The required output is every line from the beginning of the entries below through the line that includes "let suffix = match", copied exactly.

[Records from a data source]
=== Section Start ===

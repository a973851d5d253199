//! Member naming.
//!
//! Members of a normally bootstrapped cluster are named `<cluster>-<counter>`
//! with the counter zero-padded to four digits. The counter is per cluster
//! and only ever grows, so two members of one cluster never share a name.

use crate::error::NameFormatError;

/// Build the canonical name of the member with the given counter.
pub fn member_name(cluster_name: &str, counter: u64) -> String {
    format!("{}-{:04}", cluster_name, counter)
}

/// Recover the counter from a member name.
pub fn counter_from_member_name(name: &str) -> Result<u64, NameFormatError> {
    let suffix = match name.rfind('-') {
        Some(i) if i + 1 < name.len() => &name[i + 1..],
        _ => {
            return Err(NameFormatError {
                name: name.to_string(),
                reason: "does not contain '-' or anything after '-'".to_string(),
            });
        }
    };

    suffix.parse::<u64>().map_err(|e| NameFormatError {
        name: name.to_string(),
        reason: format!("has an invalid counter suffix ({}): {}", suffix, e),
    })
}

/// Whether `name` was generated for `cluster_name`.
///
/// The cluster name must be followed by `-`; `foobar-0001` is not owned by
/// `foo` even though it starts with it.
pub fn is_owned_by(name: &str, cluster_name: &str) -> bool {
    name.strip_prefix(cluster_name)
        .is_some_and(|rest| rest.starts_with('-'))
}

/// Cluster part of a member name, i.e. everything before the last `-`.
pub fn cluster_name_from_member_name(name: &str) -> &str {
    name.rfind('-').map_or(name, |i| &name[..i])
}

/// Derive the member name from an advertised peer URL.
///
/// Peer URLs look like `https://foo-0001.foo.default.svc:2380`; the member
/// name is the first DNS label of the host.
pub fn member_name_from_peer_url(peer_url: &str) -> Result<String, String> {
    let url = reqwest::Url::parse(peer_url).map_err(|e| e.to_string())?;
    let host = url
        .host_str()
        .ok_or_else(|| "peer URL has no host".to_string())?;
    let name = host.split('.').next().unwrap_or_default();
    if name.is_empty() {
        return Err("peer URL host has an empty first label".to_string());
    }
    Ok(name.to_string())
}

#[cfg(test)]
mod tests {
    use super::*;

    #[test]
    fn member_name_is_zero_padded() {
        assert_eq!(member_name("foo", 0), "foo-0000");
        assert_eq!(member_name("foo", 42), "foo-0042");
        assert_eq!(member_name("foo", 12345), "foo-12345");
    }

    #[test]
    fn counter_round_trips() {
        for counter in [0, 1, 9, 10, 999, 1000, 10_000, u32::MAX as u64] {
            let name = member_name("my-cluster", counter);
            assert_eq!(counter_from_member_name(&name).unwrap(), counter);
        }
    }

    #[test]
    fn distinct_counters_give_distinct_names() {
        let names: std::collections::HashSet<_> =
            (0..500).map(|c| member_name("foo", c)).collect();
        assert_eq!(names.len(), 500);
    }

    #[test]
    fn counter_rejects_malformed_names() {
        assert!(counter_from_member_name("foo").is_err());
        assert!(counter_from_member_name("foo-").is_err());
        assert!(counter_from_member_name("foo-abc").is_err());

        let err = counter_from_member_name("nodash").unwrap_err();
        assert_eq!(err.name, "nodash");
    }

    #[test]
    fn ownership_requires_cluster_prefix() {
        assert!(is_owned_by("foo-0001", "foo"));
        assert!(is_owned_by("my-cluster-0003", "my-cluster"));
        assert!(!is_owned_by("bar-0001", "foo"));
        assert!(!is_owned_by("foobar-0001", "foo"));
        assert!(!is_owned_by("foo", "foo"));
    }

    #[test]
    fn cluster_name_strips_counter() {
        assert_eq!(cluster_name_from_member_name("my-cluster-0003"), "my-cluster");
        assert_eq!(cluster_name_from_member_name("plain"), "plain");
    }

    #[test]
    fn name_from_peer_url() {
        assert_eq!(
            member_name_from_peer_url("https://foo-0001.foo.default.svc:2380").unwrap(),
            "foo-0001"
        );
        assert_eq!(
            member_name_from_peer_url("http://foo-0002:2380").unwrap(),
            "foo-0002"
        );
        assert!(member_name_from_peer_url("not a url").is_err());
        assert!(member_name_from_peer_url("").is_err());
    }
}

=== Section End ===

EXERCISE ANSWER:
repository a973851d5d253199
//! Member naming.
//!
//! Members of a normally bootstrapped cluster are named `<cluster>-<counter>`
//! with the counter zero-padded to four digits. The counter is per cluster
//! and only ever grows, so two members of one cluster never share a name.

use crate::error::NameFormatError;

/// Build the canonical name of the member with the given counter.
pub fn member_name(cluster_name: &str, counter: u64) -> String {
    format!("{}-{:04}", cluster_name, counter)
}

/// Recover the counter from a member name.
pub fn counter_from_member_name(name: &str) -> Result<u64, NameFormatError> {
    let suffix = match name.rfind('-') {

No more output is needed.